Concetti Chiave
- Cesare Beccaria è stato il primo a opporsi alla pena di morte, ritenendola ingiusta e un delitto dello Stato.
- Pratiche antiche di esecuzione includevano la lapidazione e il lancio da un dirupo, mentre nel Rinascimento si introdusse il rogo.
- Attualmente, metodi come la sedia elettrica e l'iniezione letale sono utilizzati in alcune nazioni dell'America e dell'Oriente.
- Il caso di Willie Francis, sopravvissuto a un tentativo di esecuzione con la sedia elettrica, evidenzia le sofferenze inflitte da tali pratiche.
- Organizzazioni come Amnesty International si oppongono attivamente alla pena di morte, raccogliendo firme e sensibilizzando l'opinione pubblica.
Storia della pena di morte
La pena di morte è una condanna che è sempre stata usata e contro cui per prima si oppose Cesare Beccaria. Lui riteneva che non fosse giusto togliere la vita a una persona, poiché se dare la morte è un reato la stessa cosa vale per lo Stato che non dovrebbe macchiarsi di tale delitto. Nell’antichità le pratiche usate erano quelle più semplici: si usava buttare giù il colpevole da un dirupo o si lapidava la persona. Nel Rinascimento con la Controriforma, il Tribunale dell’Inquisizione introdusse, per lo più per streghe ed eretici, il rogo. Tutt’ora alcuni paesi dell’America e dell’Oriente usano la pratica della pena di morte come la sedia elettrica o l’iniezione letale. A questo si oppongono associazioni come Amnesty International, che raccoglie firme contro questa pena, in tutto il mondo.
Tecniche di esecuzione
Esistono molte tecniche che si usano per la pana di morte come:
-la sedia elettrica, usata in USA (tempo di sopravvivenza: 10 min)
Willie Francis: 17enne nero, condannato nel 1946, sopravvissuto al primo tentativo di ucciderlo. Un testimone oculare disse: "Ho visto il boia che accendeva l'interruttore ed ho visto le labbra del prigioniero gonfiarsi, il suo corpo teso e stirato. Ho sentito l'incaricato gridare al suo collega di mandare più succo quando ha visto che Willie Francis non moriva e il collega rispondere che stava mandando tutta la corrente elettrica che aveva.
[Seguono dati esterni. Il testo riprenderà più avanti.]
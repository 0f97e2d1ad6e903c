//! Prompt construction for the model that proposes a plan.
//!
//! Pure string assembly. The response to this prompt is what
//! [`super::build_plan`] consumes.

use super::types::Action;

// ---------------------------------------------------------------------------
// Types
// ---------------------------------------------------------------------------

/// Everything the prompt needs to know about one planning request.
#[derive(Debug, Clone)]
pub struct PromptContext {
    /// The user's request, inserted verbatim.
    pub request: String,
    /// Directory the relative paths are resolved against, if known.
    pub workspace: Option<String>,
    /// Upper bound on the number of steps the model may propose.
    pub max_steps: usize,
    /// Whether the response must carry a `reasoning` field.
    pub require_reasoning: bool,
}

impl PromptContext {
    pub fn new(request: impl Into<String>) -> Self {
        Self {
            request: request.into(),
            workspace: None,
            max_steps: super::DEFAULT_MAX_STEPS,
            require_reasoning: false,
        }
    }
}

// ---------------------------------------------------------------------------
// Prompt text
// ---------------------------------------------------------------------------

/// JSON response schema included in every prompt.
const SCHEMA_REFERENCE: &str = r#"## Response Schema

Respond with a single JSON object and nothing else:

```json
{
  "reasoning": "string",
  "steps": [
    {
      "step": 1,
      "action": "read",
      "description": "string",
      "path": "string",
      "dependsOn": [1]
    }
  ]
}
```

- `step`: positive integer, numbered from 1 in the order you list the steps.
- `action`: exactly one of the allowed actions, lowercase.
- `description`: one sentence saying what the step does.
- `path`: the file or directory the step acts on.
- `dependsOn`: optional. Step numbers that must finish before this step starts.
"#;

/// Decomposition guidelines included in every prompt.
const GUIDELINES: &str = r#"## Planning Guidelines

1. **Relative paths only.** Never start a path with `/`, `\` or a drive letter, and never climb above the workspace with `..`.
2. **Portable names.** Paths must not contain `<`, `>`, `:`, `"`, `|`, `?` or `*`.
3. **Read before you write.** If a step needs the contents of a file, add a `read` step and depend on it.
4. **Only real dependencies.** List a step in `dependsOn` only when this step needs its result. Independent steps should not depend on each other.
5. **No cycles.** A step may never depend on itself, directly or through other steps.
6. **Small steps.** Each step acts on one path.
"#;

/// Build the prompt sent to the model for one request.
pub fn build_prompt(ctx: &PromptContext) -> String {
    let mut prompt = String::with_capacity(2048);

    prompt.push_str("# Step Planner\n\n");
    prompt.push_str(
        "You are a planning assistant. Break the user's request into a short, \
         ordered list of file-system steps. You do not carry the steps out; \
         you only describe them.\n\n",
    );

    prompt.push_str("## Allowed Actions\n\n");
    for action in Action::ALL {
        let meaning = match action {
            Action::Read => "inspect an existing file or directory",
            Action::Write => "create or modify a file",
            Action::Run => "execute a command or script at the path",
            Action::Delete => "remove a file or directory",
        };
        prompt.push_str(&format!("- `{action}`: {meaning}\n"));
    }
    prompt.push('\n');

    prompt.push_str(SCHEMA_REFERENCE);
    prompt.push('\n');
    prompt.push_str(GUIDELINES);
    prompt.push('\n');

    prompt.push_str("## Constraints\n\n");
    prompt.push_str(&format!("- Use at most {} steps.\n", ctx.max_steps));
    if ctx.require_reasoning {
        prompt.push_str("- The `reasoning` field is required. Explain the order you chose.\n");
    } else {
        prompt.push_str("- Use `reasoning` to briefly explain the order you chose.\n");
    }
    if let Some(workspace) = &ctx.workspace {
        prompt.push_str(&format!("- Paths are relative to `{workspace}`.\n"));
    }
    prompt.push('\n');

    prompt.push_str("## Request\n\n");
    prompt.push_str(&ctx.request);
    prompt.push('\n');

    prompt
}

// ---------------------------------------------------------------------------
// Tests
// ---------------------------------------------------------------------------

#[cfg(test)]
mod tests {
    use super::*;

    fn sample_context() -> PromptContext {
        PromptContext {
            request: "Add a CHANGELOG entry for the 0.2 release".to_string(),
            workspace: Some("/home/dev/project".to_string()),
            max_steps: 12,
            require_reasoning: false,
        }
    }

    #[test]
    fn prompt_lists_every_action() {
        let prompt = build_prompt(&sample_context());
        for action in Action::ALL {
            assert!(prompt.contains(&format!("`{action}`")), "missing {action}");
        }
    }

    #[test]
    fn prompt_contains_schema_and_guidelines() {
        let prompt = build_prompt(&sample_context());
        assert!(prompt.contains("Response Schema"));
        assert!(prompt.contains("\"dependsOn\""));
        assert!(prompt.contains("Planning Guidelines"));
        assert!(prompt.contains("Relative paths only"));
    }

    #[test]
    fn prompt_ends_with_request_verbatim() {
        let ctx = PromptContext {
            request: "  rename\tfoo  ".to_string(),
            ..sample_context()
        };
        let prompt = build_prompt(&ctx);
        assert!(prompt.ends_with("## Request\n\n  rename\tfoo  \n"));
    }

    #[test]
    fn prompt_includes_limits_and_workspace() {
        let prompt = build_prompt(&sample_context());
        assert!(prompt.contains("at most 12 steps"));
        assert!(prompt.contains("relative to `/home/dev/project`"));
    }

    #[test]
    fn prompt_marks_reasoning_required() {
        let ctx = PromptContext {
            require_reasoning: true,
            ..sample_context()
        };
        assert!(build_prompt(&ctx).contains("`reasoning` field is required"));
        assert!(!build_prompt(&sample_context()).contains("is required"));
    }

    #[test]
    fn new_uses_defaults() {
        let ctx = PromptContext::new("x");
        assert_eq!(ctx.max_steps, 200);
        assert!(ctx.workspace.is_none());
        assert!(!build_prompt(&ctx).contains("Paths are relative to"));
    }
}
Allora Willie gridò: 'Toglietemela, fatemi respirare!'. Successivamente ha detto di aver sentito un bruciore nella testa ed alla gamba sinistra, di essere saltato contro le cinghie e di aver visto puntini blu, rosa e verdi".
-garrota, usata in Spagna fina a pochi decenni fa (tempo di sopravvivenza: 25 min)
Consiste in una panchina sulla quale viene fatto sedere il condannato che si appoggia ad un palo intorno al quale passa un cerchio di ferro che lo stringe alla gola; una manovella a vite stringe sempre più il cerchio finché sopravviene la morte per strangolamento, mentre un cuneo di ferro provoca la rottura delle vertebre cerebrali.
Domande da interrogazione
- Qual è la posizione di Cesare Beccaria riguardo alla pena di morte?
- Quali tecniche di esecuzione della pena di morte sono state storicamente utilizzate?
- Qual è il ruolo di Amnesty International nella questione della pena di morte?
Cesare Beccaria si oppose fermamente alla pena di morte, sostenendo che non fosse giusto togliere la vita a una persona e che lo Stato non dovesse macchiarsi di tale delitto, poiché dare la morte è un reato.
Tra le tecniche di esecuzione storicamente utilizzate ci sono la sedia elettrica, la garrota e il rogo, con metodi che variano nel tempo e nei luoghi, come evidenziato nel testo.
Amnesty International si oppone alla pena di morte e raccoglie firme in tutto il mondo per sensibilizzare e combattere questa pratica, come indicato nel testo.